For each m we calculate C_p(m) for all models of interest. However, some care is needed in interpreting this definition. For each of the models with p parameters, the search may be different, so that the subset S(m) will depend on which model is being fitted. This same subset is used to calculate R_{p^+}(n), so that the estimate s^2 will also depend on the particular model being evaluated as well as on m. Since the searches are for different models, outliers will not necessarily enter in the same order for all models.
It is straightforward to show that the distribution of C_p is
C_p \sim (p^+ -p)F+2p-p^+ \quad \quad \textrm{where}\quad \quad F \sim F_{p^+-p,n-p^+}. Riani and Atkinson (2010) show that when we consider a subset of size m, the full sample distribution holds with n replaced by m. More specifically: C_p(m) \sim (p^+ -p)F+2p-p^+ \quad \quad \textrm{where}\quad \quad F \sim F_{p^+-p,m-p^+}.so that the only change is in the degrees of freedom of the F distribution
The expression of C_p(m) is the multivariate generalization of the forward added variable t test of Atkinson and Riani (2002). The orthogonality of the distribution to the search can again be shown by the orthogonality of the residuals of added variables. The difference is that now the adjustments using the variables are not restricted to the addition of single terms to the model. It is important to be clear about the similarity of the structure of the forward searches in the two situations. In the calculation of added variable t tests a single search is used for each model and the added variable statistic constructed. Likewise, in the calculation of C_p(m) , there is a single search for each model which is used for the calculation of the two sums of squares R_p(m) and R_{p^+}(m) . As a consequence the distributional results for C_p(m) are a direct multivariate generalization of those for the t test.
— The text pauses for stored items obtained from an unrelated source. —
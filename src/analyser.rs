//! Copyright © 2025-2026 Wenze Wei. All Rights Reserved.
//!
//! This file is part of multiplug.
//! The multiplug project belongs to the Dunimd Team.
//!
//! Licensed under the Apache License, Version 2.0 (the "License");
//! You may not use this file except in compliance with the License.
//! You may obtain a copy of the License at
//!
//!     http://www.apache.org/licenses/LICENSE-2.0
//!
//! Unless required by applicable law or agreed to in writing, software
//! distributed under the License is distributed on an "AS IS" BASIS,
//! WITHOUT WARRANTIES OR CONDITIONS OF ANY KIND, either express or implied.
//! See the License for the specific language governing permissions and
//! limitations under the License.

//! # Interface Analyser
//!
//! Verbose compliance check of a compute plugin. Unlike the importer, the
//! analyser does not stop at the first problem: the plugin is loaded with
//! every member optional and each check adds its findings to the report.
//!
//! Function signatures are only checked when the runtime exposes them,
//! which is the case for Python plugins.

use std::path::Path;

use serde_json::Value;

use crate::catalog::MpAttributeCatalog;
use crate::contract::MpContract;
use crate::enforce::{MpCompliance, MpFinding};
use crate::errors::Result;
use crate::importer::MpImporter;
use crate::module::{MpLanguage, MpModule};

/// Maximum length of the string constants of a compute plugin.
pub const STRING_CONSTANTS: &[(&str, usize)] = &[
    ("ID", 256),
    ("VERSION", 64),
    ("INPUT", 512),
    ("METHOD", 4096),
    ("IMPLEMENTATION", 4096),
    ("REQ_SOFTWARE", 4096),
    ("REQ_HARDWARE", 4096),
    ("ADVICE", 4096),
];

/// Constants every compute plugin defines.
pub const MANDATORY_CONSTANTS: &[&str] = &["ID", "VERSION", "INPUT", "OUTPUT"];

/// Verdict of an analysis.
#[derive(Clone, Debug, Default, PartialEq, Eq)]
pub struct MpAnalysis {
    report: MpCompliance,
}

impl MpAnalysis {
    pub fn passed(&self) -> bool {
        self.report.passed()
    }

    pub fn findings(&self) -> &[MpFinding] {
        self.report.findings()
    }

    /// Process exit code of a check command: 0 when passed, 1 otherwise.
    pub fn exit_code(&self) -> i32 {
        if self.passed() {
            0
        } else {
            1
        }
    }
}

#[derive(Debug)]
pub struct MpInterfaceAnalyser {
    module: MpModule,
}

impl MpInterfaceAnalyser {
    /// Loads the plugin with the compute plugin contract made optional.
    pub fn load(importer: &MpImporter, path: impl AsRef<Path>) -> Result<Self> {
        let module = importer.import(path, &MpContract::compute_plugin().relaxed())?;
        Ok(Self::from_module(module))
    }

    pub fn from_module(module: MpModule) -> Self {
        MpInterfaceAnalyser { module }
    }

    pub fn module(&self) -> &MpModule {
        &self.module
    }

    /// Runs every check; `catalog` enables the check of `OUTPUT` names.
    pub fn run(&self, catalog: Option<&MpAttributeCatalog>) -> MpAnalysis {
        let mut report = MpCompliance::new();
        if self.module.language() != MpLanguage::Python {
            report.info(format!(
                "signature of plugin functions not analysed, since it is a {} plugin",
                self.module.language()
            ));
        }
        self.check_compute(&mut report);
        self.check_initialize(&mut report);
        self.check_finalize(&mut report);
        self.check_mandatory_constants(&mut report);
        self.check_string_constants(&mut report);
        self.check_output(&mut report, catalog);
        self.check_parameters(&mut report);
        for finding in report.findings() {
            log::info!("{}", finding);
        }
        MpAnalysis { report }
    }

    fn check_compute(&self, report: &mut MpCompliance) {
        if self.module.has_function("compute") {
            report.success("plugin provides a compute function");
        } else {
            report.error("plugin does not provide a compute function");
        }
        let Some(sig) = self.module.signature_of("compute") else {
            return;
        };
        if sig.accepts_extra_positional {
            report.error("plugin.compute() accepts variable positional arguments");
        }
        if self.module.has_function("initialize") {
            if sig.fixed_params.len() != 2 || sig.fixed_params[1] != "state" {
                report.error(
                    "plugin.compute() in plugin with initialize function \
                     does not accept a state keyword argument",
                );
            }
        } else if sig.fixed_params.len() != 1 {
            report.error("plugin.compute() does not accept a single positional argument");
        }
        if !sig.accepts_extra_keyword {
            report.error("plugin.compute() does not accept variable keywords arguments");
        }
    }

    fn check_initialize(&self, report: &mut MpCompliance) {
        if !self.module.has_function("initialize") {
            report.info("plugin does not provide an initialize function");
            return;
        }
        report.success("plugin provides an initialize function");
        let Some(sig) = self.module.signature_of("initialize") else {
            return;
        };
        if sig.accepts_extra_positional || !sig.fixed_params.is_empty() {
            report.error("plugin.initialize() accepts positional arguments");
        }
        if !sig.accepts_extra_keyword {
            report.error("plugin.initialize() does not accept variable keywords arguments");
        }
    }

    fn check_finalize(&self, report: &mut MpCompliance) {
        if !self.module.has_function("finalize") {
            report.info("plugin does not provide a finalize function");
            return;
        }
        report.success("plugin provides a finalize function");
        if !self.module.has_function("initialize") {
            report.error("plugin.finalize() defined in plugin without plugin.initialize()");
        }
        let Some(sig) = self.module.signature_of("finalize") else {
            return;
        };
        if sig.accepts_extra_positional {
            report.error("plugin.finalize() accepts variable positional arguments");
        }
        if sig.fixed_params.len() != 1 {
            report.error("plugin.finalize() does not accept a single positional argument");
        }
        if sig.accepts_extra_keyword {
            report.error("plugin.finalize() accepts variable keywords arguments");
        }
    }

    fn check_mandatory_constants(&self, report: &mut MpCompliance) {
        for name in MANDATORY_CONSTANTS {
            if self.module.has_constant(name) {
                report.success(format!("plugin defines a constant named '{}'", name));
            } else {
                report.error(format!("plugin does not define a constant named '{}'", name));
            }
        }
    }

    fn check_string_constants(&self, report: &mut MpCompliance) {
        for (name, max_len) in STRING_CONSTANTS {
            let Some(value) = self.module.constant(name) else {
                continue;
            };
            if value.is_null() {
                continue;
            }
            match value.as_str() {
                None => report.error(format!("plugin.{} must be a string", name)),
                Some(s) if s.chars().count() > *max_len => {
                    report.error(format!("plugin.{} length must be <= {}", name, max_len))
                }
                Some(_) => report.success(format!("plugin.{} type and format is valid", name)),
            }
        }
    }

    fn check_output(&self, report: &mut MpCompliance, catalog: Option<&MpAttributeCatalog>) {
        let Some(output) = self.module.constant("OUTPUT") else {
            return;
        };
        let Some(items) = output.as_data().and_then(Value::as_array) else {
            report.error("plugin.OUTPUT is not a list");
            return;
        };
        let not_strings: Vec<String> = items
            .iter()
            .filter(|v| !v.is_string())
            .map(Value::to_string)
            .collect();
        if not_strings.is_empty() {
            report.success("all plugin.OUTPUT elements are strings");
        } else {
            report.error(format!(
                "plugin.OUTPUT non-string elements found: [{}]",
                not_strings.join(", ")
            ));
        }
        match catalog {
            Some(catalog) => {
                let missing: Vec<&str> = items
                    .iter()
                    .filter_map(Value::as_str)
                    .filter(|name| !catalog.contains(name))
                    .collect();
                if missing.is_empty() {
                    report.success(
                        "all plugin.OUTPUT elements are present in the attributes definitions file",
                    );
                } else {
                    report.error(format!(
                        "plugin.OUTPUT elements not found in the attributes definitions file: [{}]",
                        missing.join(", ")
                    ));
                }
            }
            None => report.info("no attributes definitions file provided"),
        }
    }

    fn check_parameters(&self, report: &mut MpCompliance) {
        let Some(parameters) = self.module.constant("PARAMETERS") else {
            return;
        };
        if parameters.is_null() {
            return;
        }
        let Some(elements) = parameters.as_data().and_then(Value::as_array) else {
            report.error("plugin.PARAMETERS is not a list");
            return;
        };
        for element in elements {
            let Some(fields) = element.as_array() else {
                report.error(format!("plugin.PARAMETERS element is not a tuple: {}", element));
                continue;
            };
            if fields.len() != 4 {
                report.error(format!(
                    "plugin.PARAMETERS element tuple length is not 4: {}",
                    element
                ));
                continue;
            }
            for field in fields.iter().filter(|f| !f.is_string()) {
                report.error(format!(
                    "plugin.PARAMETERS tuple element is not a string: {} of {}",
                    field, element
                ));
            }
        }
    }
}
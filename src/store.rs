//! Copyright © 2025-2026 Wenze Wei. All Rights Reserved.
//!
//! This file is part of multiplug.
//! The multiplug project belongs to the Dunimd Team.
//!
//! Licensed under the Apache License, Version 2.0 (the "License");
//! You may not use this file except in compliance with the License.
//! You may obtain a copy of the License at
//!
//!     http://www.apache.org/licenses/LICENSE-2.0
//!
//! Unless required by applicable law or agreed to in writing, software
//! distributed under the License is distributed on an "AS IS" BASIS,
//! WITHOUT WARRANTIES OR CONDITIONS OF ANY KIND, either express or implied.
//! See the License for the specific language governing permissions and
//! limitations under the License.

//! # Attribute Store
//!
//! Destination of the results of batch computations. [`MpAttributeStore`]
//! is the seam to a concrete storage backend; [`MpMemoryStore`] keeps
//! everything in memory. [`MpResultsLoader`] checks a results file and its
//! computation report against the plugin that produced them and loads
//! them into a store.

use std::collections::BTreeMap;
use std::fs;
use std::path::Path;

use serde::{Deserialize, Serialize};
use serde_json::Value;
use uuid::Uuid;

use crate::catalog::{MpAttributeCatalog, MpAttributeDefinition};
use crate::contract::MpContract;
use crate::errors::{MpError, Result};
use crate::importer::MpImporter;
use crate::module::MpModule;
use crate::report::MpReportData;
use crate::sink::tsv_reader;
use crate::value::MpValue;

/// Plugin metadata as stored next to its computations.
#[derive(Clone, Debug, Default, PartialEq, Eq, Serialize, Deserialize)]
pub struct MpPluginDescription {
    pub id: String,
    pub version: String,
    pub input: String,
    /// Output attribute names, joined by `,`.
    pub output: String,
    #[serde(default, skip_serializing_if = "Option::is_none")]
    pub method: Option<String>,
    #[serde(default, skip_serializing_if = "Option::is_none")]
    pub implementation: Option<String>,
    /// Parameter tuples, fields joined by `,` and tuples by `;`.
    #[serde(default, skip_serializing_if = "Option::is_none")]
    pub parameters: Option<String>,
    #[serde(default, skip_serializing_if = "Option::is_none")]
    pub req_software: Option<String>,
    #[serde(default, skip_serializing_if = "Option::is_none")]
    pub req_hardware: Option<String>,
    #[serde(default, skip_serializing_if = "Option::is_none")]
    pub advice: Option<String>,
}

fn cells(value: &Value) -> Vec<String> {
    match value {
        Value::Array(items) => items
            .iter()
            .map(|item| MpValue::Data(item.clone()).to_text())
            .collect(),
        Value::Null => Vec::new(),
        other => vec![MpValue::Data(other.clone()).to_text()],
    }
}

impl MpPluginDescription {
    pub fn from_module(plugin: &MpModule) -> Result<Self> {
        let required = |name: &str| {
            plugin.constant_str(name).map(str::to_string).ok_or_else(|| {
                MpError::validation(format!(
                    "plugin '{}' has no string constant {}",
                    plugin.name(),
                    name
                ))
            })
        };
        let optional = |name: &str| {
            plugin
                .constant(name)
                .filter(|value| !value.is_null())
                .map(MpValue::to_text)
        };
        let output = plugin
            .constant("OUTPUT")
            .and_then(MpValue::as_data)
            .map(|value| cells(value).join(","))
            .ok_or_else(|| {
                MpError::validation(format!("plugin '{}' has no OUTPUT constant", plugin.name()))
            })?;
        let parameters = plugin
            .constant("PARAMETERS")
            .and_then(MpValue::as_data)
            .filter(|value| !value.is_null())
            .map(|value| match value {
                Value::Array(rows) => rows
                    .iter()
                    .map(|row| cells(row).join(","))
                    .collect::<Vec<_>>()
                    .join(";"),
                other => MpValue::Data(other.clone()).to_text(),
            });
        Ok(MpPluginDescription {
            id: required("ID")?,
            version: required("VERSION")?,
            input: required("INPUT")?,
            output,
            method: optional("METHOD"),
            implementation: optional("IMPLEMENTATION"),
            parameters,
            req_software: optional("REQ_SOFTWARE"),
            req_hardware: optional("REQ_HARDWARE"),
            advice: optional("ADVICE"),
        })
    }

    /// Output attribute names.
    pub fn output_names(&self) -> Vec<String> {
        self.output
            .split(',')
            .filter(|name| !name.is_empty())
            .map(str::to_string)
            .collect()
    }
}

/// Storage backend for attribute values.
pub trait MpAttributeStore {
    fn create_attribute(&mut self, name: &str, definition: &MpAttributeDefinition) -> Result<()>;

    fn destroy_attribute(&mut self, name: &str) -> Result<()>;

    /// Fails if the stored definitions and values disagree.
    fn check_consistency(&self) -> Result<()>;

    /// Loads a TSV results file: the unit id, then one column per name in
    /// `attributes`.
    fn load_computation(&mut self, run_id: &Uuid, attributes: &[String], results: &Path) -> Result<()>;

    /// Stores the description of a plugin. Without `replace`, a different
    /// description under the same id and version is an error.
    fn register_plugin(&mut self, _description: &MpPluginDescription, _replace: bool) -> Result<()> {
        Ok(())
    }

    /// Stores a computation report. Without `replace`, a different report
    /// with the same uuid is an error.
    fn register_report(&mut self, _report: &MpReportData, _replace: bool) -> Result<()> {
        Ok(())
    }
}

/// A stored attribute value and the computation that produced it.
#[derive(Clone, Debug, PartialEq, Eq)]
pub struct MpStoredValue {
    pub value: String,
    pub computation: Uuid,
}

/// In-memory attribute store.
#[derive(Clone, Debug, Default)]
pub struct MpMemoryStore {
    catalog: MpAttributeCatalog,
    values: BTreeMap<String, BTreeMap<String, MpStoredValue>>,
    plugins: BTreeMap<(String, String), MpPluginDescription>,
    reports: BTreeMap<Uuid, MpReportData>,
}

fn check_datatype(datatype: &str, attribute: &str, unit: &str, value: &str) -> Result<()> {
    let valid = match datatype {
        "Integer" | "integer" | "int" => value.parse::<i64>().is_ok(),
        "Float" | "float" => value.parse::<f64>().is_ok(),
        "Boolean" | "boolean" | "bool" => {
            matches!(value, "true" | "false" | "True" | "False" | "0" | "1")
        }
        _ => true,
    };
    if valid {
        Ok(())
    } else {
        Err(MpError::validation(format!(
            "value '{}' of attribute {} for unit {} is not a valid {}",
            value, attribute, unit, datatype
        )))
    }
}

impl MpMemoryStore {
    pub fn new() -> Self {
        Self::default()
    }

    /// A store with the attributes of `catalog` already created.
    pub fn with_catalog(catalog: MpAttributeCatalog) -> Self {
        let values = catalog
            .names()
            .map(|name| (name.to_string(), BTreeMap::new()))
            .collect();
        MpMemoryStore {
            catalog,
            values,
            ..Self::default()
        }
    }

    pub fn catalog(&self) -> &MpAttributeCatalog {
        &self.catalog
    }

    pub fn value(&self, attribute: &str, unit: &str) -> Option<&MpStoredValue> {
        self.values.get(attribute)?.get(unit)
    }

    /// Number of units with a value for `attribute`.
    pub fn count(&self, attribute: &str) -> usize {
        self.values.get(attribute).map_or(0, BTreeMap::len)
    }

    pub fn plugin(&self, id: &str, version: &str) -> Option<&MpPluginDescription> {
        self.plugins.get(&(id.to_string(), version.to_string()))
    }

    pub fn report(&self, uuid: &Uuid) -> Option<&MpReportData> {
        self.reports.get(uuid)
    }
}

impl MpAttributeStore for MpMemoryStore {
    fn create_attribute(&mut self, name: &str, definition: &MpAttributeDefinition) -> Result<()> {
        if self.catalog.contains(name) {
            return Err(MpError::validation(format!("attribute {} already exists", name)));
        }
        self.catalog.insert(name, definition.clone());
        self.values.insert(name.to_string(), BTreeMap::new());
        log::info!("created attribute {} ({})", name, definition.datatype);
        Ok(())
    }

    fn destroy_attribute(&mut self, name: &str) -> Result<()> {
        if self.catalog.remove(name).is_none() {
            return Err(MpError::validation(format!("attribute {} does not exist", name)));
        }
        self.values.remove(name);
        log::info!("destroyed attribute {}", name);
        Ok(())
    }

    fn check_consistency(&self) -> Result<()> {
        let mut problems = Vec::new();
        for name in self.catalog.names() {
            if !self.values.contains_key(name) {
                problems.push(format!("attribute {} has no value table", name));
            }
        }
        for name in self.values.keys() {
            if !self.catalog.contains(name) {
                problems.push(format!("value table {} has no attribute definition", name));
            }
        }
        if problems.is_empty() {
            Ok(())
        } else {
            Err(MpError::validation(problems.join("; ")))
        }
    }

    fn load_computation(&mut self, run_id: &Uuid, attributes: &[String], results: &Path) -> Result<()> {
        let mut datatypes = Vec::with_capacity(attributes.len());
        for name in attributes {
            let definition = self.catalog.get(name).ok_or_else(|| {
                MpError::validation(format!("attribute {} is not defined in the store", name))
            })?;
            datatypes.push(definition.datatype.clone());
        }

        let mut reader = tsv_reader(results)?;
        let mut rows = Vec::new();
        for (line, record) in reader.records().enumerate() {
            let record = record?;
            if record.len() != attributes.len() + 1 {
                return Err(MpError::validation(format!(
                    "{}:{}: expected {} columns, found {}",
                    results.display(),
                    line + 1,
                    attributes.len() + 1,
                    record.len()
                )));
            }
            let unit = record.get(0).unwrap_or_default().to_string();
            for (index, ((name, datatype), value)) in attributes
                .iter()
                .zip(&datatypes)
                .zip(record.iter().skip(1))
                .enumerate()
            {
                check_datatype(datatype, name, &unit, value)?;
                rows.push((index, unit.clone(), value.to_string()));
            }
        }

        let loaded = rows.len();
        for (index, unit, value) in rows {
            let table = self.values.entry(attributes[index].clone()).or_default();
            table.insert(
                unit,
                MpStoredValue {
                    value,
                    computation: *run_id,
                },
            );
        }
        log::info!("computation {}: {} attribute values loaded", run_id, loaded);
        Ok(())
    }

    fn register_plugin(&mut self, description: &MpPluginDescription, replace: bool) -> Result<()> {
        let key = (description.id.clone(), description.version.clone());
        match self.plugins.get(&key) {
            Some(previous) if previous != description && !replace => Err(MpError::validation(format!(
                "plugin {} {}: metadata changed without a version change; \
                 replace the plugin record or increase the plugin version",
                description.id, description.version
            ))),
            _ => {
                self.plugins.insert(key, description.clone());
                Ok(())
            }
        }
    }

    fn register_report(&mut self, report: &MpReportData, replace: bool) -> Result<()> {
        match self.reports.get(&report.uuid) {
            Some(previous) if previous != report && !replace => Err(MpError::validation(format!(
                "a different computation report with the id {} is already stored; \
                 replace the report record or use a different report id",
                report.uuid
            ))),
            _ => {
                self.reports.insert(report.uuid, report.clone());
                Ok(())
            }
        }
    }
}

/// Loads batch computation results into an attribute store.
pub struct MpResultsLoader<'a, S: MpAttributeStore> {
    store: &'a mut S,
    plugin: MpModule,
    description: MpPluginDescription,
}

impl<'a, S: MpAttributeStore> MpResultsLoader<'a, S> {
    /// Loads the plugin with the compute plugin contract and registers its
    /// description.
    pub fn new(
        store: &'a mut S,
        importer: &MpImporter,
        plugin: impl AsRef<Path>,
        replace_plugin_record: bool,
    ) -> Result<Self> {
        let plugin = importer.import(plugin, &MpContract::compute_plugin())?;
        Self::from_module(store, plugin, replace_plugin_record)
    }

    pub fn from_module(store: &'a mut S, plugin: MpModule, replace_plugin_record: bool) -> Result<Self> {
        let description = MpPluginDescription::from_module(&plugin)?;
        store.register_plugin(&description, replace_plugin_record)?;
        Ok(MpResultsLoader {
            store,
            plugin,
            description,
        })
    }

    pub fn plugin(&self) -> &MpModule {
        &self.plugin
    }

    pub fn description(&self) -> &MpPluginDescription {
        &self.description
    }

    fn check_plugin_key(&self, report: &MpReportData) -> Result<()> {
        for (key, expected, found) in [
            ("ID", &self.description.id, &report.plugin_id),
            ("VERSION", &self.description.version, &report.plugin_version),
        ] {
            if expected != found {
                return Err(MpError::validation(format!(
                    "plugin {} mismatch: '{}' in the plugin module, '{}' in the computation report",
                    key, expected, found
                )));
            }
        }
        Ok(())
    }

    /// Loads a results file described by a computation report. Returns the
    /// computation id, or `None` when the results file is empty.
    pub fn run(
        &mut self,
        results: impl AsRef<Path>,
        report: impl AsRef<Path>,
        replace_report_record: bool,
    ) -> Result<Option<Uuid>> {
        let results = results.as_ref();
        if fs::metadata(results)?.len() == 0 {
            log::warn!("{}: results file is empty, nothing to load", results.display());
            return Ok(None);
        }
        let report = MpReportData::from_file(report)?;
        self.check_plugin_key(&report)?;
        self.store.register_report(&report, replace_report_record)?;
        let attributes = self.description.output_names();
        self.store.load_computation(&report.uuid, &attributes, results)?;
        Ok(Some(report.uuid))
    }
}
In the analysis we use hospital data which had already been used in section Robust Forward Variable Selection using Added t tests. We add other four noise variables to X and perform model selection.
load('hospitalFS.txt'); y1=hospitalFS(:,5); X=hospitalFS(:,1:4); % Compute forward added T tests out=FSRms(y1,[X rand(size(X))],'plots',1)
The candlestick plot shows that the bet model is the one which contains the first 3 explanatory variables.